## BRIEF:
Search the lines of the records for the word "groups", and copy every line that has it.

## WORKING DATA:
---------------
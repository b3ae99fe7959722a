//! Two-group differential expression on the normalized matrix

mod ttest;

use rayon::prelude::*;
use serde::Serialize;

use crate::data::NormalizedMatrix;
use crate::error::{NCounterError, Result};
use crate::stats;

pub use ttest::{neg_log_p, neg_log_p_threshold, student_t_test};

/// Per-gene differential expression result.
///
/// `fold_change` is mean(treatment log2) - mean(baseline log2);
/// `neg_log_p` is -log10 of the two-sided Student's t p-value, +infinity
/// when p = 0. The downstream plotting collaborator sizes points by
/// `neg_log_p` and labels those above `neg_log_p_threshold(alpha)`.
#[derive(Debug, Clone, Serialize)]
pub struct DeResult {
    pub gene: String,
    pub fold_change: f64,
    pub neg_log_p: f64,
}

/// Compare two annotation groups over a gene list.
///
/// Rows matching neither group label are excluded from both groups. Output
/// order follows `gene_list` exactly; downstream labeling depends on that
/// stability. Each gene's statistic depends only on its own column, so the
/// per-gene work runs in parallel. Results are built in one pass, never
/// accumulated through an intermediate map.
pub fn compare(
    matrix: &NormalizedMatrix,
    gene_list: &[String],
    annotation_column: &str,
    baseline_group: &str,
    treatment_group: &str,
) -> Result<Vec<DeResult>> {
    let baseline_rows = matrix.samples_with_label(annotation_column, baseline_group)?;
    let treatment_rows = matrix.samples_with_label(annotation_column, treatment_group)?;

    if baseline_rows.len() < 2 {
        return Err(NCounterError::InsufficientData {
            group: baseline_group.to_string(),
            n: baseline_rows.len(),
        });
    }
    if treatment_rows.len() < 2 {
        return Err(NCounterError::InsufficientData {
            group: treatment_group.to_string(),
            n: treatment_rows.len(),
        });
    }

    log::debug!(
        "DE: {} vs. baseline {} ({} + {} samples, {} genes)",
        treatment_group,
        baseline_group,
        treatment_rows.len(),
        baseline_rows.len(),
        gene_list.len()
    );

    gene_list
        .par_iter()
        .map(|gene| {
            let column = matrix.gene_column(gene)?;

            // Missing cells (gene not measured in a sample) drop out of the
            // group rather than entering as zeros
            let baseline: Vec<f64> = baseline_rows
                .iter()
                .map(|&i| column[i])
                .filter(|v| !v.is_nan())
                .collect();
            let treatment: Vec<f64> = treatment_rows
                .iter()
                .map(|&i| column[i])
                .filter(|v| !v.is_nan())
                .collect();

            if baseline.len() < 2 {
                return Err(NCounterError::InsufficientData {
                    group: baseline_group.to_string(),
                    n: baseline.len(),
                });
            }
            if treatment.len() < 2 {
                return Err(NCounterError::InsufficientData {
                    group: treatment_group.to_string(),
                    n: treatment.len(),
                });
            }

            let fold_change = stats::mean(&treatment) - stats::mean(&baseline);
            let p = student_t_test(&baseline, &treatment);

            Ok(DeResult {
                gene: gene.clone(),
                fold_change,
                neg_log_p: neg_log_p(p),
            })
        })
        .collect()
}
---------------
## WRITTEN REPLY:
/// Compare two annotation groups over a gene list.
/// Rows matching neither group label are excluded from both groups. Output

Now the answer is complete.